During this week of observation I've thought about a couple of solutions just to see how they felt, and have come to realize that there is nothing to do but let go and move on. I want to try to rise to my best self and not throw blame and not feed any drama. It wouldn't help with the already-determined outcomes and it would make us all feel worse and lose more. I want to summon my graceful self and release the wish for a judge and jury to vindicate me. Maybe that's weak. I admire stories about people who fought despite being in a losing position and won...but this situation isn't quite that clear. And I don't have that kind of time and energy, or skills and resources.

I'm not going to be stubborn and see what I can salvage. I have plenty left without that one thing, which had a lot of value to me, but which I can easily replace with other, more valuable activities and options. Ultimately work is something people can take advantage of me for, and I sometimes feel that way about it, if I don't have a lot of control over it. I've grown used to having control of my work, and I feel better when I do. I have no shortage of ways to fill my time. I've been worrying about the end of my life...there are many things I must do and just as many things I'd like to do, and the shortage of time is much of the reason I don't get to them. So I can see this as the gift of my time back. 

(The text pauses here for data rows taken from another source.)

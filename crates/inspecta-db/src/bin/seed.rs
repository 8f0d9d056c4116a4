//! # Seed Data Generator
//!
//! Populates a demo database with closed tills, their handovers and some
//! treasury activity.
//!
//! ## Usage
//! ```bash
//! # 14 days of activity (default)
//! cargo run -p inspecta-db --bin seed
//!
//! cargo run -p inspecta-db --bin seed -- --days 30 --db ./data/inspecta.db
//! ```
//!
//! Every generated day has one till per shift. Each till sees a mix of
//! inspection fees and SOAT commissions across payment methods, a couple of
//! expenses, and closes balanced except for an occasional small shortfall.
//! The cash of every close is then received into treasury, and payroll and
//! utilities are paid out at the end of each week.

use chrono::{Duration, Utc};
use std::env;

use inspecta_core::{
    CashSession, CloseRequest, Denomination, DenominationCount, Money, MovementInput,
    MovementKind, MovementLedger, PaymentMethod, ReconciliationEngine, Shift, TreasuryCategory,
    TreasuryMethod, TreasuryMovementInput, TreasurySettings,
};
use inspecta_db::{Database, DbConfig};

const OPERATORS: [(&str, Shift); 3] = [
    ("cajero-manana", Shift::Morning),
    ("cajero-tarde", Shift::Afternoon),
    ("cajero-noche", Shift::Night),
];

const PLATES: &[&str] = &[
    "ABC123", "KLM456", "XYZ789", "HJT302", "BOG911", "MED440", "CAL017", "PER228",
];

const INSPECTION_FEE: i64 = 85_000;
const MOTORCYCLE_FEE: i64 = 60_000;
const OPENING_FLOAT: i64 = 50_000;

#[tokio::main]
async fn main() -> Result<(), Box<dyn std::error::Error>> {
    let args: Vec<String> = env::args().collect();

    let mut days: i64 = 14;
    let mut db_path = String::from("./inspecta_dev.db");

    let mut i = 1;
    while i < args.len() {
        match args[i].as_str() {
            "--days" | "-n" => {
                if i + 1 < args.len() {
                    days = args[i + 1].parse().unwrap_or(14);
                    i += 1;
                }
            }
            "--db" | "-d" => {
                if i + 1 < args.len() {
                    db_path = args[i + 1].clone();
                    i += 1;
                }
            }
            "--help" | "-h" => {
                println!("Inspecta Seed Data Generator");
                println!();
                println!("Usage: seed [OPTIONS]");
                println!();
                println!("Options:");
                println!("  -n, --days <N>     Days of activity to generate (default: 14)");
                println!("  -d, --db <PATH>    Database file path (default: ./inspecta_dev.db)");
                println!("  -h, --help         Show this help message");
                return Ok(());
            }
            _ => {}
        }
        i += 1;
    }

    println!("Inspecta Seed Data Generator");
    println!("============================");
    println!("Database: {}", db_path);
    println!("Days:     {}", days);
    println!();

    let db = Database::new(DbConfig::new(&db_path)).await?;
    println!("✓ Connected to database, migrations applied");

    let existing = db.sessions().history(None, 1).await?;
    if !existing.is_empty() {
        println!("⚠ Database already has cash sessions");
        println!("  Delete the database file to regenerate.");
        return Ok(());
    }

    db.treasury().ensure_settings(&TreasurySettings::default()).await?;

    let engine = ReconciliationEngine::default();
    let start = Utc::now() - Duration::days(days);
    let mut sessions = 0usize;
    let mut movements = 0usize;

    for day in 0..days {
        for (slot, (operator, shift)) in OPERATORS.iter().enumerate() {
            let seed = (day as usize) * OPERATORS.len() + slot;
            let opened_at = start + Duration::days(day) + Duration::hours(6 + 8 * slot as i64);

            let mut session =
                CashSession::open(operator, Money::from_units(OPENING_FLOAT), *shift, opened_at)?;
            db.sessions().insert(&session).await?;
            let mut ledger = MovementLedger::new(session.id.clone());

            for (n, input) in day_movements(seed).into_iter().enumerate() {
                let at = opened_at + Duration::minutes(20 * (n as i64 + 1));
                let movement = ledger.append(&session, input, operator, at)?.clone();
                db.movements().append(&movement).await?;
                movements += 1;
            }

            let expected = inspecta_core::balance::summarize(&session, &ledger).expected_physical_cash;
            let mut request = CloseRequest::new(count_for(expected));
            // every seventh till comes up 500 short
            if seed % 7 == 6 {
                let short = count_for(expected - Money::from_units(500));
                request = CloseRequest::new(short);
            }

            let version = session.version;
            session.close(&ledger, &request, &engine, opened_at + Duration::hours(8))?;
            let note = session.close_notification()?;
            db.sessions().close(&session, version, &note).await?;

            let treasury = db.treasury().ledger().await?;
            let handover = treasury.prepare_handover(&note, &session, "admin", note.closed_at)?;
            db.treasury().receive_handover(&note.id, handover.as_ref()).await?;
            sessions += 1;
        }

        if day % 7 == 6 {
            let when = start + Duration::days(day) + Duration::hours(23);
            for input in [
                TreasuryMovementInput::new(
                    TreasuryCategory::Payroll,
                    Money::from_units(900_000),
                    TreasuryMethod::Transfer,
                    "Nómina semanal",
                )
                .occurred_at(when),
                TreasuryMovementInput::new(
                    TreasuryCategory::Utilities,
                    Money::from_units(120_000),
                    TreasuryMethod::Transfer,
                    "Servicios públicos",
                )
                .with_voucher(format!("FAC-{:05}", day))
                .occurred_at(when),
            ] {
                let ledger = db.treasury().ledger().await?;
                let movement = ledger.prepare(input, "admin", Utc::now())?;
                db.treasury().insert(&movement).await?;
            }
        }

        println!("  Day {:>3}: {} sessions, {} movements", day + 1, sessions, movements);
    }

    let ledger = db.treasury().ledger().await?;
    println!();
    println!("✓ Generated {} sessions and {} movements", sessions, movements);
    println!("  Treasury balance: {}", ledger.current_balance());
    println!("  Vault tally value: {}", ledger.inventory().value());
    println!();
    println!("✓ Seed complete!");

    Ok(())
}

/// A deterministic mix of charges and expenses for one till.
fn day_movements(seed: usize) -> Vec<MovementInput> {
    let methods = [
        PaymentMethod::Cash,
        PaymentMethod::Cash,
        PaymentMethod::DebitCard,
        PaymentMethod::CreditCard,
        PaymentMethod::BankTransfer,
        PaymentMethod::CreditLineA,
    ];

    let mut inputs = Vec::new();
    for n in 0..(4 + seed % 5) {
        let plate = PLATES[(seed + n) % PLATES.len()];
        let method = methods[(seed * 3 + n) % methods.len()];
        let fee = if (seed + n) % 4 == 0 { MOTORCYCLE_FEE } else { INSPECTION_FEE };

        inputs.push(
            MovementInput::new(
                MovementKind::VehicleCharge,
                Money::from_units(fee),
                method,
                format!("Revisión técnico-mecánica {}", plate),
            )
            .with_vehicle_ref(format!("veh-{}-{}", seed, n)),
        );

        if (seed + n) % 3 == 0 {
            inputs.push(MovementInput::new(
                MovementKind::SoatSaleCommission,
                Money::from_units(12_000 + 500 * (n as i64 % 4)),
                method,
                format!("Comisión SOAT {}", plate),
            ));
        }
    }

    inputs.push(MovementInput::new(
        MovementKind::ManualExpense,
        Money::from_units(-(3_000 + 1_000 * (seed as i64 % 5))),
        PaymentMethod::Cash,
        "Cafetería y aseo",
    ));

    inputs
}

/// Greedy bill/coin tally for a whole-peso amount (multiple of 50).
fn count_for(amount: Money) -> DenominationCount {
    let mut rest = amount.units();
    let mut count = DenominationCount::new();
    for denomination in Denomination::ALL {
        let value = denomination.value().units();
        let n = rest / value;
        if n > 0 {
            count = count.with(denomination, n);
            rest -= n * value;
        }
    }
    count
}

I'm going to shed the emotions, and try hard not to land in the shame place. I can fight for myself that way...to imagine that if there were a judge, I would win the case. What I have given is more than any ways I have taken, or benefited. Feeling shame is one of the big ways my upbringing and subsequent braveries settled in, that does not serve me. That fight is worth fighting. No one can shame me without my consent. And it gives me power to take hold of my inner workings and work it all out.

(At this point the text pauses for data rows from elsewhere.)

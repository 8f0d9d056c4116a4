//! # Error Types
//!
//! Domain-specific error types for inspecta-core.
//!
//! ## Error Hierarchy
//! ```text
//! ┌─────────────────────────────────────────────────────────────────────────┐
//! │                         Error Types                                     │
//! │                                                                         │
//! │  inspecta-core errors (this file)                                      │
//! │  ├── CoreError        - Business rule violations                       │
//! │  │     category(): Validation | State | Reconciliation | Conflict      │
//! │  └── ValidationError  - Input validation failures                      │
//! │                                                                         │
//! │  inspecta-db errors (separate crate)                                   │
//! │  └── DbError          - Database failures (transient ones retryable)   │
//! │                                                                         │
//! │  inspecta-service errors                                               │
//! │  └── ServiceError     - What callers see, with a stable ErrorKind      │
//! │                                                                         │
//! │  Flow: ValidationError → CoreError ─┐                                  │
//! │                          DbError ───┴─► ServiceError → Frontend        │
//! └─────────────────────────────────────────────────────────────────────────┘
//! ```
//!
//! ## Design Principles
//! 1. Use `thiserror` for derive macros (not manual impl)
//! 2. Include context in error messages (session id, field, amounts)
//! 3. A rejected close always says which rule blocked it

use serde::Serialize;
use thiserror::Error;

use crate::denomination::{CashSuggestion, DenominationShortage};
use crate::money::Money;

// =============================================================================
// Core Error
// =============================================================================

/// Core business logic errors.
#[derive(Debug, Error)]
pub enum CoreError {
    /// Cash session cannot be found.
    #[error("Cash session not found: {0}")]
    SessionNotFound(String),

    /// The session is Closed and sealed.
    ///
    /// ## When This Occurs
    /// - Recording a movement after the arqueo
    /// - Closing a session twice
    #[error("Cash session {session_id} is closed")]
    SessionClosed { session_id: String },

    /// The operator already owns an Active session.
    #[error("Operator {operator_id} already has an active cash session")]
    AlreadyOpen { operator_id: String },

    /// The arqueo difference exceeds the tolerance and no usable
    /// justification was supplied.
    ///
    /// ## User Workflow
    /// ```text
    /// Close (count = $90.000, expected = $115.000)
    ///      │
    ///      ▼
    /// difference = -$25.000, tolerance = $20.000
    ///      │
    ///      ▼
    /// JustificationRequired ──► session stays Active
    ///      │
    ///      ▼
    /// Cashier retries with notes ("faltante por cambio mal entregado")
    /// ```
    #[error(
        "Difference of {difference} exceeds the tolerance of {threshold}: \
         a justification of at least {min_length} characters is required"
    )]
    JustificationRequired {
        difference: Money,
        threshold: Money,
        min_length: usize,
    },

    /// A declared cash amount does not match the denomination tally.
    #[error("Declared amount {declared} does not match the denomination total {counted}")]
    DenominationTotalMismatch { declared: Money, counted: Money },

    /// The tally is empty although the drawer should hold cash.
    #[error("Expected {expected} in cash but the denomination count is empty")]
    EmptyCount { expected: Money },

    /// A cash treasury expense asks for bills or coins the vault doesn't hold.
    #[error("The vault cannot cover {requested} with the requested denominations ({} short)", shortages.len())]
    InsufficientDenominations {
        requested: Money,
        shortages: Vec<DenominationShortage>,
        suggestion: CashSuggestion,
    },

    /// A close notification cannot be found.
    #[error("Close notification not found: {0}")]
    NotificationNotFound(String),

    /// The cash of a closed session was already received into treasury.
    #[error("Cash from session {session_id} was already received into treasury")]
    HandoverAlreadyReceived { session_id: String },

    /// Optimistic version check failed (concurrent close).
    #[error("{entity} {id} was modified concurrently")]
    Conflict { entity: String, id: String },

    /// Validation error (wraps ValidationError).
    #[error("Validation error: {0}")]
    Validation(#[from] ValidationError),
}

/// Broad class of a [`CoreError`], used by outer layers to pick a response.
#[derive(Debug, Clone, Copy, PartialEq, Eq, Serialize)]
#[serde(rename_all = "snake_case")]
pub enum ErrorCategory {
    /// Malformed input, the caller can correct and retry.
    Validation,
    /// Operation not allowed in the current lifecycle state.
    State,
    /// The arqueo or a cash tally blocked the operation.
    Reconciliation,
    /// Lost a race against a concurrent writer.
    Conflict,
}

impl CoreError {
    /// Returns the category of this error.
    pub fn category(&self) -> ErrorCategory {
        match self {
            CoreError::Validation(_) => ErrorCategory::Validation,
            CoreError::SessionNotFound(_)
            | CoreError::SessionClosed { .. }
            | CoreError::AlreadyOpen { .. }
            | CoreError::NotificationNotFound(_)
            | CoreError::HandoverAlreadyReceived { .. } => ErrorCategory::State,
            CoreError::JustificationRequired { .. }
            | CoreError::DenominationTotalMismatch { .. }
            | CoreError::EmptyCount { .. }
            | CoreError::InsufficientDenominations { .. } => ErrorCategory::Reconciliation,
            CoreError::Conflict { .. } => ErrorCategory::Conflict,
        }
    }
}

// =============================================================================
// Validation Error
// =============================================================================

/// Input validation errors.
///
/// Every variant names the offending field so the caller can correct it.
#[derive(Debug, Clone, PartialEq, Eq, Error)]
pub enum ValidationError {
    /// A required field is missing or empty.
    #[error("{field} is required")]
    Required { field: String },

    /// Field value is too short.
    #[error("{field} must be at least {min} characters")]
    TooShort { field: String, min: usize },

    /// Field value is too long.
    #[error("{field} must be at most {max} characters")]
    TooLong { field: String, max: usize },

    /// Numeric value is out of range.
    #[error("{field} must be between {min} and {max}")]
    OutOfRange { field: String, min: i64, max: i64 },

    /// Value must be greater than zero.
    #[error("{field} must be positive")]
    MustBePositive { field: String },

    /// Value must be less than zero.
    #[error("{field} must be negative")]
    MustBeNegative { field: String },

    /// Value must not be zero.
    #[error("{field} must not be zero")]
    MustBeNonZero { field: String },

    /// Value must be zero or greater.
    #[error("{field} must not be negative")]
    Negative { field: String },

    /// Arithmetic on the value would overflow.
    #[error("{field} is too large")]
    Overflow { field: String },

    /// Invalid format (e.g., invalid UUID, malformed message).
    #[error("{field} has invalid format: {reason}")]
    InvalidFormat { field: String, reason: String },

    /// Value is well-formed but not allowed in this context.
    #[error("{field} is not allowed: {reason}")]
    NotAllowed { field: String, reason: String },
}

// =============================================================================
// Result Type Alias
// =============================================================================

/// Convenience type alias for Results with CoreError.
pub type CoreResult<T> = Result<T, CoreError>;

// =============================================================================
// Unit Tests
// =============================================================================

I can take back more, and I might. It's inevitable that I will at some point, and though I will let some people down who have depended on me, maybe it's just someone else's turn to give. If my gifts are seen as tarnished, I can just take them off the table. Pearls before swine kinds of things...I don't want to do that out of my hurt though. So I'll wait until I am not so tender. 

I'll wait until I can hide my feelings and make it "just business." Because that is the way it works in the business world, not that it is somewhere nice to live. It's not, but you can depend on it if you are willing to accept the strength of power and lies and manipulation and cold clear injustice prevailing. 

I've got to land somewhere in there that doesn't hurt anyone else, and at some point, doesn't hurt me. It's just my turn.

It all gives a lot of depth to what I'm simultaneously trying to create...the funny bizness of Jell-O bizness. I like irony and emotional depth though. Channeling all of this into an art piece will feel SO DAMN GOOD!